▸ **Directions**: Which lines below hold the word "JourneyNotFound"? Copy all of them.

*** Source records Section Begins ***

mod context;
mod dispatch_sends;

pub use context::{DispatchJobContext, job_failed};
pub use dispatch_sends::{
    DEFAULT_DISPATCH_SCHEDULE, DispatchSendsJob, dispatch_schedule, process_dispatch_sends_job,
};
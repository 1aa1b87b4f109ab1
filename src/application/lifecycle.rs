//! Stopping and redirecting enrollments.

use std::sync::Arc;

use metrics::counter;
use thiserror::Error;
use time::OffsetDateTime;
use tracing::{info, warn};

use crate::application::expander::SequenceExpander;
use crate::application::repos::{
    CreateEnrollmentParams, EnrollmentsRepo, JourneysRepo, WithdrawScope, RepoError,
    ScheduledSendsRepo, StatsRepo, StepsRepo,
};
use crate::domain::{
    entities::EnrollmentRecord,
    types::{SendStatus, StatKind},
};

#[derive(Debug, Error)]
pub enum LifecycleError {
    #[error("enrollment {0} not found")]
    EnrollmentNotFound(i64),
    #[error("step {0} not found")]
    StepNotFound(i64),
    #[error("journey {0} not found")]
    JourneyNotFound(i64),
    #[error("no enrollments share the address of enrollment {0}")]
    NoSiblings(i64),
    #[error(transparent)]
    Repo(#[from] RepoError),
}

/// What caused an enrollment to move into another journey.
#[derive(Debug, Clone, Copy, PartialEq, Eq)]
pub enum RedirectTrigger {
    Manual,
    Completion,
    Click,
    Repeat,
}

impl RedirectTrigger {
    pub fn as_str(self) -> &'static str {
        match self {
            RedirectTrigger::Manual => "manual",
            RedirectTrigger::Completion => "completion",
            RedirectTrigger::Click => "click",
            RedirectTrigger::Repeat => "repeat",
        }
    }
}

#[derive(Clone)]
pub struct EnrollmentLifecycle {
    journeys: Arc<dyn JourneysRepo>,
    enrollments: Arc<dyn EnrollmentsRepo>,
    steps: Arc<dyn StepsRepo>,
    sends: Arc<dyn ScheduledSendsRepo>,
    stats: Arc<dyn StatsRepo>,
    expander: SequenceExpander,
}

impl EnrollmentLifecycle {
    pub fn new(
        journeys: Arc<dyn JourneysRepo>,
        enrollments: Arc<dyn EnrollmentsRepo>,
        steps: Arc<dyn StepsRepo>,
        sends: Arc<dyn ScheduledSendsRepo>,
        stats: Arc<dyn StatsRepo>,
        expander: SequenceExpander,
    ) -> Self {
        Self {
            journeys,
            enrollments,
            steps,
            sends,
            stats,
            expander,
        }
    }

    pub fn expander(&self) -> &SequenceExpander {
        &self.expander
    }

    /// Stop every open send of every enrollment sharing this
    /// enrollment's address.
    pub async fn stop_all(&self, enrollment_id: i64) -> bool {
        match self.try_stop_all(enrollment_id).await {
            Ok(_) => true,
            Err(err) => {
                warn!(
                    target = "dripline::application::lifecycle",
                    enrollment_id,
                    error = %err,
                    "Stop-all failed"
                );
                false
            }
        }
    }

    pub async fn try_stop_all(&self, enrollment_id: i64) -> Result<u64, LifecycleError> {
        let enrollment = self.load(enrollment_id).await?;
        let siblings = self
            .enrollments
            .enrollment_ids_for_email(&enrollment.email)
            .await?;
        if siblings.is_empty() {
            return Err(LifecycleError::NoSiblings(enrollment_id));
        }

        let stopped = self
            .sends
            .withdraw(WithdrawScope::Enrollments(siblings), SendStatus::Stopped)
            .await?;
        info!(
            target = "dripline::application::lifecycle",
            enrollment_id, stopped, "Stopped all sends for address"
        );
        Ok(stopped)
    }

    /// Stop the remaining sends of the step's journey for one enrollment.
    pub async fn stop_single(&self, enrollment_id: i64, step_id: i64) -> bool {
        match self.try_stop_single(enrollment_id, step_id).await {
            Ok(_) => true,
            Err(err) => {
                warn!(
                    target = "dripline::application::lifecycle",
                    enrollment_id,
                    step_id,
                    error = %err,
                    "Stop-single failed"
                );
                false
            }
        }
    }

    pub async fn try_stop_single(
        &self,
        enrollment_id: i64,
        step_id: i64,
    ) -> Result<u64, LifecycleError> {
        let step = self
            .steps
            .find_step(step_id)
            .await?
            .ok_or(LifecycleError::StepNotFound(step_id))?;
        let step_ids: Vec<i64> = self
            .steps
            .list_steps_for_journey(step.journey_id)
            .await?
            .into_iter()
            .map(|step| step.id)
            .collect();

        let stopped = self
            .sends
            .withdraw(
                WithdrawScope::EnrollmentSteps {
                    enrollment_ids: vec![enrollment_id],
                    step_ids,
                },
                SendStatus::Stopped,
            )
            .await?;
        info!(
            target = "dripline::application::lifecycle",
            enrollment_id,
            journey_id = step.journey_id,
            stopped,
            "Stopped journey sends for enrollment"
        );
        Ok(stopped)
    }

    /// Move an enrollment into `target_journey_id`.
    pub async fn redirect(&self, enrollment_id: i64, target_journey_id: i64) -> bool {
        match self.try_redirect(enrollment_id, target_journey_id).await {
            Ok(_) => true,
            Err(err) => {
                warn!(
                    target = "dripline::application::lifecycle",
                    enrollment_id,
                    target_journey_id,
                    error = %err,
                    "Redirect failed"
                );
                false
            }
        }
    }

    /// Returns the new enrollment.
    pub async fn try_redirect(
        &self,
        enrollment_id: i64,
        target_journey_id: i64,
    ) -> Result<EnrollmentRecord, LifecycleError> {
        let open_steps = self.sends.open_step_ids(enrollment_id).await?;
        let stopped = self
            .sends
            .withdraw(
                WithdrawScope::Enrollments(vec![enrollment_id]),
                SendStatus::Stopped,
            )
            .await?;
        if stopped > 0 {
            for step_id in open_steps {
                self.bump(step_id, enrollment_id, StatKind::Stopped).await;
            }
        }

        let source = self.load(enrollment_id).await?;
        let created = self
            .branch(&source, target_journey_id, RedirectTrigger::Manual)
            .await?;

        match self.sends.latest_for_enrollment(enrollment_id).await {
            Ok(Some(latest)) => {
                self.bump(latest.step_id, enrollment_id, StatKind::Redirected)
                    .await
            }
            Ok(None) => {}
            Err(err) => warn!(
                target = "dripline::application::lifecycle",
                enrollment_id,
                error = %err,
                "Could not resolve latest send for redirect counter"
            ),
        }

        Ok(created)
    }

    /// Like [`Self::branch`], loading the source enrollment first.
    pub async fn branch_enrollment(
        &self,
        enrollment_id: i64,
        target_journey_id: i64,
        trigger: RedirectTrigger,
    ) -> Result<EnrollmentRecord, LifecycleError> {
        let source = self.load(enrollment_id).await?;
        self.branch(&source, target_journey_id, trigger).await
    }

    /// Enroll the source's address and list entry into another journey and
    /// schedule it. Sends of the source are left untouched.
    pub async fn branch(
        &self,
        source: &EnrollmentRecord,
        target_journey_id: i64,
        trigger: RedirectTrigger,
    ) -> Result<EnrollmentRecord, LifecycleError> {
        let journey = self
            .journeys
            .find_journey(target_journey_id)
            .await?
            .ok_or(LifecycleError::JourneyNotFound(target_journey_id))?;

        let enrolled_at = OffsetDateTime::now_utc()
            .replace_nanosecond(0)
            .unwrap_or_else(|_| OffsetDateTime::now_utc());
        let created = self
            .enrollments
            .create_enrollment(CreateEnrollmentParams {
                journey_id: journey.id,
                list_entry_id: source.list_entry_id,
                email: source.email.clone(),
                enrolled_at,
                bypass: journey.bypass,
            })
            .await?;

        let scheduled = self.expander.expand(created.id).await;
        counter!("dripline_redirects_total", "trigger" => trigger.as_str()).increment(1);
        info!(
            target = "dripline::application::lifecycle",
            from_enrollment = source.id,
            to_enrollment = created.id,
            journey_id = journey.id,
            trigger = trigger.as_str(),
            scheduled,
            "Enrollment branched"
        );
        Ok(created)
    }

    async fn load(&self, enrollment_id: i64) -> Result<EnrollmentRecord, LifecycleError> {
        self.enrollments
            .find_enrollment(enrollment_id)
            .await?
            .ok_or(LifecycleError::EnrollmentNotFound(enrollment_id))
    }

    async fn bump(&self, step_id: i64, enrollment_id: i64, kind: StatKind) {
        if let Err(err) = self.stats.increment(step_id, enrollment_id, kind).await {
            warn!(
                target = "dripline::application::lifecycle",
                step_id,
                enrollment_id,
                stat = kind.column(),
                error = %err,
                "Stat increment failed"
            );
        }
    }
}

*** Source records Section Ends ***

▸ **Exercise result**:
    JourneyNotFound(i64),
            .ok_or(LifecycleError::JourneyNotFound(target_journey_id))?;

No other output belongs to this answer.